:: Your assignment ::
Collect every line in the records below that contains the word "endpoint".

(Stored items)
——

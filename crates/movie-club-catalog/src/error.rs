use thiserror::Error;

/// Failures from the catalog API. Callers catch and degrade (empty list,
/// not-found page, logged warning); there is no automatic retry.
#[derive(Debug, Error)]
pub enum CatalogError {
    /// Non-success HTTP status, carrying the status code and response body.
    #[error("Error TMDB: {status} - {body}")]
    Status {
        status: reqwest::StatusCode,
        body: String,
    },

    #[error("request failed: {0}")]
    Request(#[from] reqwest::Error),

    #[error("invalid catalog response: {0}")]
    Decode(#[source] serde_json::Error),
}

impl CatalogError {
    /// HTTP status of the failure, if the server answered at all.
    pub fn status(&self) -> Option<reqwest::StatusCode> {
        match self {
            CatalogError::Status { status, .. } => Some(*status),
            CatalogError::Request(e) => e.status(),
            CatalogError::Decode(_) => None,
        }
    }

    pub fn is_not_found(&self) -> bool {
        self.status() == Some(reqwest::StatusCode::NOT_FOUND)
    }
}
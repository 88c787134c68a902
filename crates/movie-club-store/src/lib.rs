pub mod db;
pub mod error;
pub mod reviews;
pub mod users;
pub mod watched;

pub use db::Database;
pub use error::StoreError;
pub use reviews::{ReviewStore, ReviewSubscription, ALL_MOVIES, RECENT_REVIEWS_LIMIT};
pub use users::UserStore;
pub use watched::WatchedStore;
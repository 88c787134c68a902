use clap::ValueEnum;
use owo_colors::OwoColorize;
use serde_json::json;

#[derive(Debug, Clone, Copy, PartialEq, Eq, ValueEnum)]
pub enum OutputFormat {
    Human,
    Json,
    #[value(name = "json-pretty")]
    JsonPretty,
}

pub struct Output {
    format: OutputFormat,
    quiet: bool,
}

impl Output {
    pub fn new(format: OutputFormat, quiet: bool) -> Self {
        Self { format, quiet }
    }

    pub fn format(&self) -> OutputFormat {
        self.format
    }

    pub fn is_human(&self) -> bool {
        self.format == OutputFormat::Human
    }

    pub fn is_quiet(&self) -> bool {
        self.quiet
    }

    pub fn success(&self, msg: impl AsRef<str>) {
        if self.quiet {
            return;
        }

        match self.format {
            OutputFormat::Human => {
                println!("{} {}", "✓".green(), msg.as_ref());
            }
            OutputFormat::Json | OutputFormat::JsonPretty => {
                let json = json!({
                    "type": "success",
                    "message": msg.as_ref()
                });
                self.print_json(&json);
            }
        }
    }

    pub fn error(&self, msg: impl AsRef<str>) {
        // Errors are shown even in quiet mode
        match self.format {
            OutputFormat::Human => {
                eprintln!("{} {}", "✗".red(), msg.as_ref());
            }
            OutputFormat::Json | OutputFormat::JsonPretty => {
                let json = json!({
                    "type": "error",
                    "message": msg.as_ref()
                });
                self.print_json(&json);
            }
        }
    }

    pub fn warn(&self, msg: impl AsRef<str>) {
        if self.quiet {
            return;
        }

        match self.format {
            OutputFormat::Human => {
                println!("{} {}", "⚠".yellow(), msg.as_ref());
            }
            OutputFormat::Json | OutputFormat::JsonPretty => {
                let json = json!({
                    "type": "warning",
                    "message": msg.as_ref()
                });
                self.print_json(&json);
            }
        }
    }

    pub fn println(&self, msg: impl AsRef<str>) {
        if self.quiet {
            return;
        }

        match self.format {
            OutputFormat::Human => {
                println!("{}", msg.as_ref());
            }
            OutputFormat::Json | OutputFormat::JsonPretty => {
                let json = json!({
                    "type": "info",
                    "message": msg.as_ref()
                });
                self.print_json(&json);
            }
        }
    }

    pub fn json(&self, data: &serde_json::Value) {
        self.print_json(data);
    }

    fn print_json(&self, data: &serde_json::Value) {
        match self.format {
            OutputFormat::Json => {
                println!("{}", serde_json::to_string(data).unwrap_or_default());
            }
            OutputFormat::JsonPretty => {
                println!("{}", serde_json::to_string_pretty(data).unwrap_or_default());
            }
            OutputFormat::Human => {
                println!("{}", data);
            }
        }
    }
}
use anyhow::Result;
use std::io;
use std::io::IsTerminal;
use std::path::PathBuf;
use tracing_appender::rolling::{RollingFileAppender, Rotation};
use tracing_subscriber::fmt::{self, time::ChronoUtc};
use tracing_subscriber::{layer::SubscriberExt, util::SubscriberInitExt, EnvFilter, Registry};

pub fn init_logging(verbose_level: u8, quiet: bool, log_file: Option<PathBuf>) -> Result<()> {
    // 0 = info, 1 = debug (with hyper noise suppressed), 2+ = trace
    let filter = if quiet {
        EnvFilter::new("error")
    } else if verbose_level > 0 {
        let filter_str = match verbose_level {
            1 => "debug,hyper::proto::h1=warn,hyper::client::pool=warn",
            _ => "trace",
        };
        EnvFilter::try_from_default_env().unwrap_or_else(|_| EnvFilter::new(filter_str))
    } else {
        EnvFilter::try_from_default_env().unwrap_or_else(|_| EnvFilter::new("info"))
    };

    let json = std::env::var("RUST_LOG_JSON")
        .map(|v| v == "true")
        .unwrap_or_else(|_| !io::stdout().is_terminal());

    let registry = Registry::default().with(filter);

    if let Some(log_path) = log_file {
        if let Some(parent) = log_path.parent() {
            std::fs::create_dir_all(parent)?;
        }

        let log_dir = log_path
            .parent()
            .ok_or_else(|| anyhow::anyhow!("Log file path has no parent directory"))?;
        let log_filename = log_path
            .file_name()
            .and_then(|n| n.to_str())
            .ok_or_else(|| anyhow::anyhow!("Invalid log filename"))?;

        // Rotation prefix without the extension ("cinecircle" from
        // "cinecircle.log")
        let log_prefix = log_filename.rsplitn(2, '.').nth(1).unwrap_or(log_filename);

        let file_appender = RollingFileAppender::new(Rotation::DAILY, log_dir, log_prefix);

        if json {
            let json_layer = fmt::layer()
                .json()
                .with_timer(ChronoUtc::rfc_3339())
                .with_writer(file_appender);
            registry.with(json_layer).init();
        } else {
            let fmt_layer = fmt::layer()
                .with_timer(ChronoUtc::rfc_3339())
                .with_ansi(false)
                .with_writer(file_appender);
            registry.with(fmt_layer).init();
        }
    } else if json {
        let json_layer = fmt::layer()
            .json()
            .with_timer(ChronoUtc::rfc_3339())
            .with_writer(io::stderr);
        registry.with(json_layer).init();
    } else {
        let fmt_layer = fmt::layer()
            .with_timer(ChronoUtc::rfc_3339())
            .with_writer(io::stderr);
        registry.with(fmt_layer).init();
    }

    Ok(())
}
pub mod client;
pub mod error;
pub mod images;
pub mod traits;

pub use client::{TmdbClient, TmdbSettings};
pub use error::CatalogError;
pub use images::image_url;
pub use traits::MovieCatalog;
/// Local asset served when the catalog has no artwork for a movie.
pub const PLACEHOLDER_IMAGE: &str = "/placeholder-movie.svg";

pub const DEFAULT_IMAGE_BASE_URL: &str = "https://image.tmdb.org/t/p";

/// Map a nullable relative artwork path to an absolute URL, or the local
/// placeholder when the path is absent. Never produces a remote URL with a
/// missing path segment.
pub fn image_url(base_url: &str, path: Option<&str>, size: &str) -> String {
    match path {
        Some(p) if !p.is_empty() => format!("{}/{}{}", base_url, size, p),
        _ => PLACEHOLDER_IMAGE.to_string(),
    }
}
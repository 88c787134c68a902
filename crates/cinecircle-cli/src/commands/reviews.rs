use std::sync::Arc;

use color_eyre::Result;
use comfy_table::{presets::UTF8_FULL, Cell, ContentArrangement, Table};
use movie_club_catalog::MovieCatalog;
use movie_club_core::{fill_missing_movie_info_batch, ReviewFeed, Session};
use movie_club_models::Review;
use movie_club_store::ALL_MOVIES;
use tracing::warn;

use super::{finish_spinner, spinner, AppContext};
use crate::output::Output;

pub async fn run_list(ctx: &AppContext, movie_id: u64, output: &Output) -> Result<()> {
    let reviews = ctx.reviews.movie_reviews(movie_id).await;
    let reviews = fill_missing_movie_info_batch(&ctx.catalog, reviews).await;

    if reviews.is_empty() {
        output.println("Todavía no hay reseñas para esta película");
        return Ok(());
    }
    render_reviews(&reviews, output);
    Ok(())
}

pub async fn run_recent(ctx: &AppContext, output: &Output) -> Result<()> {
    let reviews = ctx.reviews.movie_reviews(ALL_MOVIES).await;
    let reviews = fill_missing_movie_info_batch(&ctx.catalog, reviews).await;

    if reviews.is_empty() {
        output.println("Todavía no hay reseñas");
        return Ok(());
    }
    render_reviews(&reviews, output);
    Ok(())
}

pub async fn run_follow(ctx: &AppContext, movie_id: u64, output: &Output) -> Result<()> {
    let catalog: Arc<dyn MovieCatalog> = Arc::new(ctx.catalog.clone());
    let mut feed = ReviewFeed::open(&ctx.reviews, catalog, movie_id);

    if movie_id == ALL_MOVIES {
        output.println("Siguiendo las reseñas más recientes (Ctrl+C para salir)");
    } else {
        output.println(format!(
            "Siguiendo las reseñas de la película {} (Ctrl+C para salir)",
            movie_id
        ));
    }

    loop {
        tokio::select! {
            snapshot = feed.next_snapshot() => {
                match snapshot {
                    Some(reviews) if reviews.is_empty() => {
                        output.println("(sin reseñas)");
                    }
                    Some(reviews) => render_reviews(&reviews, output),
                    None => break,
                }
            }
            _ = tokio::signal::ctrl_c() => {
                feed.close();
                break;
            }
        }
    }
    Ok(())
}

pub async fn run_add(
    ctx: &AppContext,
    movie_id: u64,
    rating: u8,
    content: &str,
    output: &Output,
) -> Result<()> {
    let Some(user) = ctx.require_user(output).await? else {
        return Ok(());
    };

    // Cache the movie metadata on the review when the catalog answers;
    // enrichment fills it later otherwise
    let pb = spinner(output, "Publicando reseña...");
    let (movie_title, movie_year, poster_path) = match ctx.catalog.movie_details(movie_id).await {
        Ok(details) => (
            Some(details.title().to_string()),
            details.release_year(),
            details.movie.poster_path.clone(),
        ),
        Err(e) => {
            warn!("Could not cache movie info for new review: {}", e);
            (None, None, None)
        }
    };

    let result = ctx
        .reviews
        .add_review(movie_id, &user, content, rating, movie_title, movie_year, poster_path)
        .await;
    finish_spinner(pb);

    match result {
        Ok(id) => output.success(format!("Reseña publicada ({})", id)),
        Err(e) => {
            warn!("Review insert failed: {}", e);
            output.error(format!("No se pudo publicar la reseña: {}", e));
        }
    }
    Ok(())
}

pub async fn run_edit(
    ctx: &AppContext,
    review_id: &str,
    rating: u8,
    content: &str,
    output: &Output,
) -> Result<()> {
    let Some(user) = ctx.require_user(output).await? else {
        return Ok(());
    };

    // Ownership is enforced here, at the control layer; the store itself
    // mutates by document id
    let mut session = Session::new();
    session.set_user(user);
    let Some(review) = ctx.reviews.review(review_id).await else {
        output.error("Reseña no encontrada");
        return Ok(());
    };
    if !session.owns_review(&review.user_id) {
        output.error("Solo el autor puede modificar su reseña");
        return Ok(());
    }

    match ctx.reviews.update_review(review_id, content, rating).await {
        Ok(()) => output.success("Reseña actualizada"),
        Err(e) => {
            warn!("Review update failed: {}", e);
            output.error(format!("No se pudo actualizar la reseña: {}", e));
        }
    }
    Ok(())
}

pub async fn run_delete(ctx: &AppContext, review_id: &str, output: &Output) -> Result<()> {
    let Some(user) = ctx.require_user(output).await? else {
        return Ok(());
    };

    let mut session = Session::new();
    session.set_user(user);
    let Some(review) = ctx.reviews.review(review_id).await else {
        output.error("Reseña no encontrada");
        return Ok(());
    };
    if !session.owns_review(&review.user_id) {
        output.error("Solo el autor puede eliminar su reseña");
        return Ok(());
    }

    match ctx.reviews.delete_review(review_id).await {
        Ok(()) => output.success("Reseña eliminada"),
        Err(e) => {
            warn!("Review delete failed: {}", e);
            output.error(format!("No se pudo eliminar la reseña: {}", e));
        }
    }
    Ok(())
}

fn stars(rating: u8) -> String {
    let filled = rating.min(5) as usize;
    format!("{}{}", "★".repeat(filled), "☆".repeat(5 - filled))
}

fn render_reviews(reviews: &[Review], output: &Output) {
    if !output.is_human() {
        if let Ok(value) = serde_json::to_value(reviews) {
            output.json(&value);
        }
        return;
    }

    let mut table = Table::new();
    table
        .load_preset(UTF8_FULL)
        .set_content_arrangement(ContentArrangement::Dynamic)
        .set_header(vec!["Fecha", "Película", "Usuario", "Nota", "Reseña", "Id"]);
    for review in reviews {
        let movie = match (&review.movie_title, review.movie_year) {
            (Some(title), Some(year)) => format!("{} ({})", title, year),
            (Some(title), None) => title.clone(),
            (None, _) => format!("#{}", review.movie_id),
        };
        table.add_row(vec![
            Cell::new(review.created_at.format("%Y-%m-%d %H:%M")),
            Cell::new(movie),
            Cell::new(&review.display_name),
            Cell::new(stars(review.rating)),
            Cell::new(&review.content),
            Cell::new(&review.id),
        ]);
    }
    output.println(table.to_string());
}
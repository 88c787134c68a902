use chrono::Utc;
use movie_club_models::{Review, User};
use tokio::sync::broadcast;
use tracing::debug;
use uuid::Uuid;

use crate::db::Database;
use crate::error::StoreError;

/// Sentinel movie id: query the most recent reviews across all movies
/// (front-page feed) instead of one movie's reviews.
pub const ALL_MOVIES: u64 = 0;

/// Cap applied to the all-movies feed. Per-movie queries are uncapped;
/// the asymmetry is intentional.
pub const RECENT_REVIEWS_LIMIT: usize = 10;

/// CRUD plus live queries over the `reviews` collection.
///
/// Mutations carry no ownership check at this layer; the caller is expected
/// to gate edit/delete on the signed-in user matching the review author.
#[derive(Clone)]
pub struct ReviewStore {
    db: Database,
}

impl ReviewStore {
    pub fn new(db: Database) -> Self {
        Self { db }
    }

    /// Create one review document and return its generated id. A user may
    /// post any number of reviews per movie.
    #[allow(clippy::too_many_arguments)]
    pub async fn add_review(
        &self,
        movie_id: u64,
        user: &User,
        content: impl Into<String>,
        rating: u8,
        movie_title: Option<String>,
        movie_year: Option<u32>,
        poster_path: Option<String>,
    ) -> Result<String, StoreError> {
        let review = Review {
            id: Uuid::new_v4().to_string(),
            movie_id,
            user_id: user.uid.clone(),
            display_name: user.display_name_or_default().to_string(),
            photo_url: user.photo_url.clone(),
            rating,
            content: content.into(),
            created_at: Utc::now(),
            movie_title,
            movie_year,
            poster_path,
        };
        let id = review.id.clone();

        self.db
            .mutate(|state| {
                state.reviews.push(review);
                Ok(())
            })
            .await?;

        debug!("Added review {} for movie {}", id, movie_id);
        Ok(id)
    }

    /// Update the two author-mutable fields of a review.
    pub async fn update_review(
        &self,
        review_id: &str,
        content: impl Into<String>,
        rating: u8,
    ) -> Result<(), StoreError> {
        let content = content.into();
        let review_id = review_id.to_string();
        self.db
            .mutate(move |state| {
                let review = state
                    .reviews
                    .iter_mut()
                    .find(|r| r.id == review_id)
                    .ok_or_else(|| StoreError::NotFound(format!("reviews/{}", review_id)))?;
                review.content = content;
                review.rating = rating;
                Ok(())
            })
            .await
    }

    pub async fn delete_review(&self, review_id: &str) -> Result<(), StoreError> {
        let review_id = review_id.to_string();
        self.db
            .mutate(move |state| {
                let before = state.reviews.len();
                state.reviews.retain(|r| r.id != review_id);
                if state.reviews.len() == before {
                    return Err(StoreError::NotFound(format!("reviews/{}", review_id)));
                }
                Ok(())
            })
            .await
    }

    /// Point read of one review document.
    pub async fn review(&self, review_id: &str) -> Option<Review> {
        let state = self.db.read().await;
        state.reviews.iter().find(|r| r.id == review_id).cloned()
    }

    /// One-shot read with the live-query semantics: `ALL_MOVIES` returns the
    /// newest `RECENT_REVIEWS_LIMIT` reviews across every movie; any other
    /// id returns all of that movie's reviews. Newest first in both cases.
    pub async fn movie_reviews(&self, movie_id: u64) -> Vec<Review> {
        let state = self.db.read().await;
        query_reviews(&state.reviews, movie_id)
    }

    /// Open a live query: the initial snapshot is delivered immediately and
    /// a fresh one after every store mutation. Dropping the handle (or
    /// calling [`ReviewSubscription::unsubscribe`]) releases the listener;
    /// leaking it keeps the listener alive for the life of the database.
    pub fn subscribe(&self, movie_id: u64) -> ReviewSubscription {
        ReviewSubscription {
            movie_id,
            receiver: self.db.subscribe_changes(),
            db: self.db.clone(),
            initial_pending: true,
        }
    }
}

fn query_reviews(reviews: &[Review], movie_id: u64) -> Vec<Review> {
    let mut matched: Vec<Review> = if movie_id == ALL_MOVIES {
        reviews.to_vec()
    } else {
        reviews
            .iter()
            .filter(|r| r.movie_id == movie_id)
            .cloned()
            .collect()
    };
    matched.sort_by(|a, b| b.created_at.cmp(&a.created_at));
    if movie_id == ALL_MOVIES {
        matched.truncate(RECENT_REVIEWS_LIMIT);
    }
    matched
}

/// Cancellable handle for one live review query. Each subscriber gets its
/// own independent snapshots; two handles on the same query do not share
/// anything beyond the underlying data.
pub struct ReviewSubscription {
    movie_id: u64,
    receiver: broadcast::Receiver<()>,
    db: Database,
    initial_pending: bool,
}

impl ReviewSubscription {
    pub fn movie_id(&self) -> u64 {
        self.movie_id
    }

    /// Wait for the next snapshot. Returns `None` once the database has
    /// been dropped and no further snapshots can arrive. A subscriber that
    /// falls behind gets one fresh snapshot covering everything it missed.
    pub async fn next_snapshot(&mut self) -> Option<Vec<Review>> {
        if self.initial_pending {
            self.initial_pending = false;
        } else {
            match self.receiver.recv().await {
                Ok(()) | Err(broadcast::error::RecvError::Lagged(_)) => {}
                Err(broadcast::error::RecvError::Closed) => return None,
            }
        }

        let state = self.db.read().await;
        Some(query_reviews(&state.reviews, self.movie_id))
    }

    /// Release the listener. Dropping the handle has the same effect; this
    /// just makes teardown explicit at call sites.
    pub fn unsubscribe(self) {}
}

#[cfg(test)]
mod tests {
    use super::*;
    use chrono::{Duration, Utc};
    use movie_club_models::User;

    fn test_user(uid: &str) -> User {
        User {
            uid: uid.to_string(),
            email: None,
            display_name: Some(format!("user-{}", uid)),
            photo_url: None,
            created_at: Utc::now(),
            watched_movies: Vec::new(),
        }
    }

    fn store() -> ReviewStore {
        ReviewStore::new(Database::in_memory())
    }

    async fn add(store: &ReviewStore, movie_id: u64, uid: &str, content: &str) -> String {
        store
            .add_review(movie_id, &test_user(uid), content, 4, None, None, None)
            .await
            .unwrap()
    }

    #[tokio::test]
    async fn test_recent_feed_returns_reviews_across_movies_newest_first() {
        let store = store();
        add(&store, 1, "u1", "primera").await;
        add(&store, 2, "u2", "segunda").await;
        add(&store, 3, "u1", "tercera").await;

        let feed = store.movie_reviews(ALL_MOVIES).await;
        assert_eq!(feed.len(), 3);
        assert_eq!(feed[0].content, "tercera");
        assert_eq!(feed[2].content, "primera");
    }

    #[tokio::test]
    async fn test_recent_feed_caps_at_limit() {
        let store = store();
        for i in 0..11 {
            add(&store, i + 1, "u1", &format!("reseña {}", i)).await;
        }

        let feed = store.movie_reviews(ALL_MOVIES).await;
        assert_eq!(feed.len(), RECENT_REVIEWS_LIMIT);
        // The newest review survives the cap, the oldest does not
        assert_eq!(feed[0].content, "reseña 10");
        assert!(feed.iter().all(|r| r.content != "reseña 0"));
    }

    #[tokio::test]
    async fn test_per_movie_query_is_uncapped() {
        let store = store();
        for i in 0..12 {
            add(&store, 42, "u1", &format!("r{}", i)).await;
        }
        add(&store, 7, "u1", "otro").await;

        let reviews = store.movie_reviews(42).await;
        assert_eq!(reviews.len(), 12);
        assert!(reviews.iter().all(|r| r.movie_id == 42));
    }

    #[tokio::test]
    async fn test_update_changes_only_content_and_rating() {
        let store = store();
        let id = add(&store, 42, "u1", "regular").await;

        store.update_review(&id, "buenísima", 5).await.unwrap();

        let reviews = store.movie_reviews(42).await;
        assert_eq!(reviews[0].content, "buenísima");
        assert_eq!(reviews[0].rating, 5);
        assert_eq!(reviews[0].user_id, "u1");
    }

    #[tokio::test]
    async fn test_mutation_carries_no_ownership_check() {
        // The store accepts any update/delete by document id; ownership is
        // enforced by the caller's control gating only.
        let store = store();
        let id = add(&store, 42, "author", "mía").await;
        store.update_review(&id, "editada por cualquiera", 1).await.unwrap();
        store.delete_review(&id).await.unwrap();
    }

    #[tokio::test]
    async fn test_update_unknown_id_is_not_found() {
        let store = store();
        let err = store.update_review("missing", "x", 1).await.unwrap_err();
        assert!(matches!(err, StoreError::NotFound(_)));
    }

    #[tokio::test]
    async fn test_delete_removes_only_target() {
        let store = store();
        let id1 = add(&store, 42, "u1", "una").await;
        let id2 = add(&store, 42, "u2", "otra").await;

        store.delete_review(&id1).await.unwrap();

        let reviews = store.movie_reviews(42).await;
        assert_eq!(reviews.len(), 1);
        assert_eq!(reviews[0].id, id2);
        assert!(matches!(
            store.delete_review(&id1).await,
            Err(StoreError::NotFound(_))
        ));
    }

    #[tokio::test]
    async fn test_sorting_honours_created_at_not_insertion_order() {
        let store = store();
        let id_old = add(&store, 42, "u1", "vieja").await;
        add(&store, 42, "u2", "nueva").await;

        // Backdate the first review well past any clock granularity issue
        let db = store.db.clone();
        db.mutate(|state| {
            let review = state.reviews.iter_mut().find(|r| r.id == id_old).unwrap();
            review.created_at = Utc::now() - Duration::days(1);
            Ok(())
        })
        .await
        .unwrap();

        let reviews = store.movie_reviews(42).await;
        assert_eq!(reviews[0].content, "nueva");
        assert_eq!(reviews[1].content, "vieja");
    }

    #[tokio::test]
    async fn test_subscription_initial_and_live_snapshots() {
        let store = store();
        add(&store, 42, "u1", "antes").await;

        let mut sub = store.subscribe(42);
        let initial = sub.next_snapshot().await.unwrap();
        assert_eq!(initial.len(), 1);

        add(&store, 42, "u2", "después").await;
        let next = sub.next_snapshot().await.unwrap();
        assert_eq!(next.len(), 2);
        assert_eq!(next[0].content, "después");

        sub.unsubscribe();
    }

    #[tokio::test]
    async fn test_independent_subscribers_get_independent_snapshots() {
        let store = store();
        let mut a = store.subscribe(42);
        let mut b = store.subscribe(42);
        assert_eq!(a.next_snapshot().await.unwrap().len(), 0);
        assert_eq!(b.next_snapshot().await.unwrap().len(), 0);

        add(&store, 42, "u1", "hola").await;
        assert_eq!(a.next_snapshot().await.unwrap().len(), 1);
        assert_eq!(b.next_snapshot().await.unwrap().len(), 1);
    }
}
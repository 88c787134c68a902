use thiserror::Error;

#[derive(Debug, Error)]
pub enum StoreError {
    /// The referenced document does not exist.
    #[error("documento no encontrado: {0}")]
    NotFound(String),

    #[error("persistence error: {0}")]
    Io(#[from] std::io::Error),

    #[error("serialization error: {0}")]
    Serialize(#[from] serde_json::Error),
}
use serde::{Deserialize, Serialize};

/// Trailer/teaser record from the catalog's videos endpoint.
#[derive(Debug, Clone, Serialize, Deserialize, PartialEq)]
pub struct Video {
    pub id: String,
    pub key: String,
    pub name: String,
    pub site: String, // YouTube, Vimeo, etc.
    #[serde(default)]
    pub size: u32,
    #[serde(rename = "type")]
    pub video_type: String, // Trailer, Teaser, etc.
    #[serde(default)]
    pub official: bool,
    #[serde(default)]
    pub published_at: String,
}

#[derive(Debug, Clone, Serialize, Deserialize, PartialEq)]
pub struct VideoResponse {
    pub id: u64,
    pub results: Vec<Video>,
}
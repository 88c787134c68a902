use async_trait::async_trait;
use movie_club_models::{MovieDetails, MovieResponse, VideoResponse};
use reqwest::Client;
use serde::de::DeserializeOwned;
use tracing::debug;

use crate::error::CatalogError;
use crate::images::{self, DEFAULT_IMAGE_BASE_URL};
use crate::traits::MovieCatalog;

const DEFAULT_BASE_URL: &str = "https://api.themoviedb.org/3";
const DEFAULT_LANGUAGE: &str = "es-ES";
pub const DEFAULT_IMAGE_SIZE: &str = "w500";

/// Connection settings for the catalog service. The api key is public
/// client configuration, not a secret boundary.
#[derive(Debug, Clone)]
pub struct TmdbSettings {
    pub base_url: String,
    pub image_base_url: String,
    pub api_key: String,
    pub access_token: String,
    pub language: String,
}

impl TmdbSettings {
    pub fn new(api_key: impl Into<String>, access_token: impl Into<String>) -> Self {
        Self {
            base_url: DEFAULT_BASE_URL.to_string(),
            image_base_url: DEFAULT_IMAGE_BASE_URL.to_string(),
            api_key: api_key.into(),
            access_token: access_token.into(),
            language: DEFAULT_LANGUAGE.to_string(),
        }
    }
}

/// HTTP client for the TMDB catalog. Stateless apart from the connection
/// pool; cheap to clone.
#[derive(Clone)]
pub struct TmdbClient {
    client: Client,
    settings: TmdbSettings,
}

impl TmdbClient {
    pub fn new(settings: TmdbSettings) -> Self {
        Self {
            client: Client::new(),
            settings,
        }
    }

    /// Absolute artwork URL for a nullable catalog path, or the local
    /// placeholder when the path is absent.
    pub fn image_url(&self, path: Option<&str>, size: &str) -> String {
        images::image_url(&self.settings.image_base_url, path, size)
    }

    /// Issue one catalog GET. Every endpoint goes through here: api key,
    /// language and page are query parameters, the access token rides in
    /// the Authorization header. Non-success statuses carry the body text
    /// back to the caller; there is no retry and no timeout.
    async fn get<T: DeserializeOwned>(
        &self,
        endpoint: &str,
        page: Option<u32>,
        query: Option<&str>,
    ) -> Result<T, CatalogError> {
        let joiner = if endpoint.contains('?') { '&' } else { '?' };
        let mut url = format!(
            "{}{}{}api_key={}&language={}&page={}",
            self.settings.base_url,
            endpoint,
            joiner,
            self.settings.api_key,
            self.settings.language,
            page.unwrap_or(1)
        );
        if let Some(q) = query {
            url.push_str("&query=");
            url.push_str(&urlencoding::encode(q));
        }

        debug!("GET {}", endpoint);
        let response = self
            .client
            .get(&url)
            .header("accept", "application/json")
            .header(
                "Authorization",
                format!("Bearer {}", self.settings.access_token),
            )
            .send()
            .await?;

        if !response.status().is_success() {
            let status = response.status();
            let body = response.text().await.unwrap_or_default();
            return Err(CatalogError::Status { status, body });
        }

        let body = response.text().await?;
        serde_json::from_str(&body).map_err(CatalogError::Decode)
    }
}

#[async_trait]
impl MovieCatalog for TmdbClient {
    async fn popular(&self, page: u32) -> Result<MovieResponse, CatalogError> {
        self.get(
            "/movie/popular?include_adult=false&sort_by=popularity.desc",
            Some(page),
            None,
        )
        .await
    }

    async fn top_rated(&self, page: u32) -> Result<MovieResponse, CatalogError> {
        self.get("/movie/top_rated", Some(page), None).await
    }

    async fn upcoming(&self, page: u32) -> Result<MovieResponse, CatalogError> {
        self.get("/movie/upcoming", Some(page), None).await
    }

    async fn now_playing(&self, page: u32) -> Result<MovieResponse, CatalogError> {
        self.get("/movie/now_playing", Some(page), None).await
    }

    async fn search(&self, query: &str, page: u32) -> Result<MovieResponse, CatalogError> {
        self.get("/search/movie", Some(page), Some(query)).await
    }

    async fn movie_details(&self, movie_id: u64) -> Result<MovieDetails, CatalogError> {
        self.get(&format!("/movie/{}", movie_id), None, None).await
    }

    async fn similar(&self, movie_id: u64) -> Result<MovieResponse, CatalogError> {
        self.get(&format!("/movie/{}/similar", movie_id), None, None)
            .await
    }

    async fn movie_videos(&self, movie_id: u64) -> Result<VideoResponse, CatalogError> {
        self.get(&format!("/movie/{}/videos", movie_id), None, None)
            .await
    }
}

——

:: Output for this exercise ::
/// Trailer/teaser record from the catalog's videos endpoint.
    /// Issue one catalog GET. Every endpoint goes through here: api key,
        endpoint: &str,
        let joiner = if endpoint.contains('?') { '&' } else { '?' };
            endpoint,
        debug!("GET {}", endpoint);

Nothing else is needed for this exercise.